Australia Assists deployed six targeted disability inclusion specialists to Fiji, Jordan, Iraq and Somalia during the year, and the proportion of all deployees reporting disability inclusion outcomes rose to 62 per cent, up from 39 per cent two years ago.
Meanwhile, eight gender specialists deployed to Vanuatu, Fiji, Myanmar and Jordan in FY21, double the annual target, and five more specialists deployed to gender-mandated organisations (IPPF, UN Women and UNFPA). Each of these targets speak to individual examples of impact, like the Australia Assists Women, Peace and Security Specialist who deployed into United Nations Women Myanmar six months before the February 2021 coup. As violence escalated around the country, the deployee worked alongside women in the community to support local ownership of the Women, Peace and Security agenda. In Jordan, another deployee established a psychosocial support group for parents of children with disabilities to provide guidance on at-home care.

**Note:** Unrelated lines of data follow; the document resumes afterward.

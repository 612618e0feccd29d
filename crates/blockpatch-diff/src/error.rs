//! Error types for the diff crate.
//!
//! Diffing itself never fails; these cover loading engine configuration.

use std::path::PathBuf;

/// Errors that can occur while configuring the diff engine.
#[derive(Debug, thiserror::Error)]
pub enum DiffError {
    /// The configuration file could not be read.
    #[error("failed to read config {path:?}: {source}")]
    Io {
        path: PathBuf,
        #[source]
        source: std::io::Error,
    },

    /// The configuration could not be parsed or is invalid.
    #[error("configuration error: {0}")]
    Config(String),
}

/// Convenience alias for diff results.
pub type DiffResult<T> = Result<T, DiffError>;
//! Tools for building expressions and equations from the surface notation.
//!
//! Expressions are parsed by [notation], either through [FromStr] on
//! [Expression](crate::structures::expression::Expression) or through a context.
//! A context additionally accepts the surface form of a whole equation, `lhs = rhs`, and
//! normalizes it in one step:
//!
//! ```rust
//! # use elective::config::Config;
//! # use elective::context::Context;
//! # use elective::structures::scope::Scope;
//! let mut the_context = Context::from_config(Config::default());
//! let scope = Scope::try_from("xy").unwrap();
//!
//! let all_y_are_x = the_context.equation("y = xy", &scope).unwrap();
//!
//! assert_eq!(all_y_are_x.to_string(), "(1-x)y = 0");
//! ```

pub mod notation;

use crate::{
    context::Context,
    structures::{equation::Equation, expression::Expression, scope::Scope},
    types::err::{self, ErrorKind},
};

impl Context {
    /// The expression written in the given notation.
    pub fn expression(&self, notation: &str) -> Result<Expression, ErrorKind> {
        let expression = notation::parse(notation)?;
        Ok(expression)
    }

    /// The normalized equation written in the given notation over the given scope.
    ///
    /// The notation is the surface form `lhs = rhs` --- two expressions joined by a single
    /// `=`, with any whitespace around either side ignored.
    pub fn equation(&mut self, notation: &str, scope: &Scope) -> Result<Equation, ErrorKind> {
        let mut sides = notation.split('=');

        let (lhs, rhs) = match (sides.next(), sides.next(), sides.next()) {
            (Some(lhs), Some(rhs), None) => (lhs.trim(), rhs.trim()),
            _ => return Err(ErrorKind::from(err::ParseError::Relation)),
        };

        let lhs = notation::parse(lhs)?;
        let rhs = notation::parse(rhs)?;

        self.normalize(&lhs, &rhs, scope.clone())
    }
}
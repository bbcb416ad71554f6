//! Casts an equation between two expressions into its canonical normalized form.
//!
//! # Overview
//!
//! An equation `lhs = rhs` over a scope of *n* symbols holds on an assignment exactly when the
//! two sides evaluate to the same value, and the equation as a claim is the set of assignments
//! on which it fails.
//! Normalization makes that set explicit by full enumeration: each of the 2^*n* assignments is
//! visited in [enumeration order](crate::structures::assignment), both sides are evaluated
//! under ordinary integer arithmetic, and the assignment is marked forbidden when the
//! difference of the sides is not exactly zero.
//!
//! The result is total by construction --- every assignment has an entry --- which is what
//! makes the representation canonical: any two expression pairs asserting the same claim over
//! the same scope normalize to the same table.
//!
//! Enumeration is exponential in the width of the scope, so the configured
//! [symbol_limit](crate::config::Config) is checked before any table is allocated.

use crate::{
    context::Context,
    misc::log::targets::{self},
    structures::{
        assignment::{self, Bound},
        equation::Equation,
        expression::Expression,
        scope::Scope,
    },
    types::err::{self, ErrorKind},
};

impl Context {
    /// The canonical equation asserting `lhs = rhs` over the given scope.
    ///
    /// Every symbol referenced by either side must be in scope, as each assignment binds the
    /// symbols of the scope alone.
    /// Idle symbols in scope are permitted, and widen the table.
    ///
    /// ```rust
    /// # use elective::config::Config;
    /// # use elective::context::Context;
    /// # use elective::structures::scope::Scope;
    /// let mut the_context = Context::from_config(Config::default());
    ///
    /// let lhs = the_context.expression("x").unwrap();
    /// let rhs = the_context.expression("xy").unwrap();
    ///
    /// let scope = Scope::try_from("xy").unwrap();
    /// let equation = the_context.normalize(&lhs, &rhs, scope).unwrap();
    ///
    /// assert_eq!(equation.to_string(), "x(1-y) = 0");
    /// ```
    pub fn normalize(
        &mut self,
        lhs: &Expression,
        rhs: &Expression,
        scope: Scope,
    ) -> Result<Equation, ErrorKind> {
        let limit = self.config.symbol_limit.value;
        if scope.len() > limit {
            return Err(ErrorKind::from(err::ScopeError::Excessive {
                symbols: scope.len(),
                limit,
            }));
        }

        let width = scope.len();
        let mut forbidden = Vec::with_capacity(1_usize << width);

        for index in 0..1_usize << width {
            let assignment = assignment::from_index(index, width);
            let bound = Bound::new(&scope, &assignment);

            let difference = lhs.evaluate(&bound)? - rhs.evaluate(&bound)?;
            forbidden.push(difference != 0);
        }

        let equation = Equation::new(scope, forbidden);
        log::debug!(
            target: targets::NORMALIZATION,
            "Normalized {lhs} = {rhs} over {}: {} of {} assignments forbidden",
            equation.scope(),
            equation.forbidden_count(),
            equation.table().len()
        );
        self.counters.normalizations += 1;

        Ok(equation)
    }
}
/*!
Elective functions --- algebraic combinations of symbols, constants, negation, and product.

The canonical representation of an elective function is an [Expression] tree, with
sub-expressions exclusively owned by their parent node.
Expressions are built by the [parser](crate::builder) or directly by a caller, and are
read-only thereafter.

```rust
# use elective::structures::expression::Expression;
let expression: Expression = "x(1-y)".parse().unwrap();

assert_eq!(expression.to_string(), "x(1-y)");
assert_eq!(expression.size(), 4);
```

# Arithmetic, not connectives

Negation and product are *arithmetic* operations: negation of a value *v* is 1 - *v* and the
product of values is their integer product.
Over values drawn from {0, 1} these coincide with complement and conjunction, and that
coincidence is the whole calculus --- an equation holds exactly when the arithmetic difference
of its sides is zero on every assignment.
Nothing in the expression layer constrains values to {0, 1}; see the notes on
[evaluate](Expression::evaluate).
*/

use crate::{
    structures::{assignment::Bound, symbol::Symbol},
    types::err::{self},
};

/// An elective function over symbols and the constants `0` and `1`.
#[derive(Clone, Debug, PartialEq, Eq)]
pub enum Expression {
    /// A reference to a symbol.
    Symbol(Symbol),

    /// A constant, `0` or `1`.
    Constant(u8),

    /// One minus the value of the inner expression.
    Negation(Box<Expression>),

    /// The product of the values of the inner expressions.
    Product(Box<Expression>, Box<Expression>),
}

impl Expression {
    /// The value of the expression under the given binding.
    ///
    /// Evaluation is ordinary integer arithmetic: negation of *v* is 1 - *v* and product is
    /// multiplication, as exact comparison of results against zero is what
    /// [normalization](crate::procedures::normalize) rests on.
    ///
    /// No range check is made on the computed values.
    /// A binding supplies `0` or `1` for each symbol and {0, 1} is closed under both
    /// operations, so values remain boolean whenever the constants of the expression are.
    /// A caller constructing a [Constant](Expression::Constant) outside {0, 1} takes
    /// responsibility for the arithmetic that follows.
    ///
    /// ```rust
    /// # use elective::structures::assignment::Bound;
    /// # use elective::structures::expression::Expression;
    /// # use elective::structures::scope::Scope;
    /// let scope = Scope::try_from("xy").unwrap();
    /// let expression: Expression = "x(1-y)".parse().unwrap();
    ///
    /// let bound = Bound::new(&scope, &[true, false]);
    /// assert_eq!(expression.evaluate(&bound), Ok(1));
    ///
    /// let bound = Bound::new(&scope, &[true, true]);
    /// assert_eq!(expression.evaluate(&bound), Ok(0));
    /// ```
    pub fn evaluate(&self, binding: &Bound) -> Result<i32, err::EvaluationError> {
        match self {
            Self::Symbol(symbol) => match binding.value_of(*symbol) {
                Some(value) => Ok(i32::from(value)),
                None => Err(err::EvaluationError::UnboundSymbol(*symbol)),
            },

            Self::Constant(value) => Ok(i32::from(*value)),

            Self::Negation(body) => Ok(1 - body.evaluate(binding)?),

            Self::Product(left, right) => {
                Ok(left.evaluate(binding)? * right.evaluate(binding)?)
            }
        }
    }

    /// A count of the nodes in the expression.
    pub fn size(&self) -> usize {
        match self {
            Self::Symbol(_) | Self::Constant(_) => 1,
            Self::Negation(body) => 1 + body.size(),
            Self::Product(left, right) => 1 + left.size() + right.size(),
        }
    }
}

impl std::fmt::Display for Expression {
    /// The unique canonical string of the expression: the letter of a symbol, `0` or `1` for a
    /// constant, `(1-…)` for a negation, and bare juxtaposition for a product.
    fn fmt(&self, f: &mut std::fmt::Formatter<'_>) -> std::fmt::Result {
        match self {
            Self::Symbol(symbol) => write!(f, "{symbol}"),
            Self::Constant(value) => write!(f, "{value}"),
            Self::Negation(body) => write!(f, "(1-{body})"),
            Self::Product(left, right) => write!(f, "{left}{right}"),
        }
    }
}
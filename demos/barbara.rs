//! The Barbara syllogism, end to end.
//!
//! All Ys are Xs, and all Zs are Ys, so all Zs are Xs.

use elective::{config::Config, context::Context, structures::scope::Scope};

fn main() {
    let mut the_context = Context::from_config(Config::default());
    let scope = Scope::try_from("xyz").unwrap();

    println!("All Ys are Xs:  y = xy");
    println!("All Zs are Ys:  z = yz");
    println!();

    let all_y_are_x = the_context.equation("y = xy", &scope).unwrap();
    let all_z_are_y = the_context.equation("z = yz", &scope).unwrap();

    println!("Normalized over {scope}:");
    println!("  {all_y_are_x}");
    println!("  {all_z_are_y}");

    let premises = the_context.conjoin(all_y_are_x, all_z_are_y).unwrap();
    println!("Conjoined:");
    println!("  {premises}");

    let conclusion = the_context.eliminate(premises, 'y').unwrap();
    println!("With the middle term y eliminated:");
    println!("  {conclusion}");
    println!();
    println!("That is: all Zs are Xs.");
}
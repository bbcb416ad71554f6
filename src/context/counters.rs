/// Counts for various things which count, roughly.
#[derive(Clone, Debug, Default)]
pub struct Counters {
    /// A count of every normalization performed through the context.
    pub normalizations: usize,

    /// A count of every conjunction performed through the context.
    pub conjunctions: usize,

    /// A count of every elimination performed through the context.
    pub eliminations: usize,
}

Inclusive Education Officer Mayada uses her knowledge of local language and culture in her work with the UNRWA in Jordan, helping to raise awareness of disability inclusion in education.
Despite the unparalleled challenges of the year, which saw travel restrictions, remote deployments and compounding and consecutive crises, Australia Assists stayed and delivered, supporting individuals, communities and partners when and where most needed.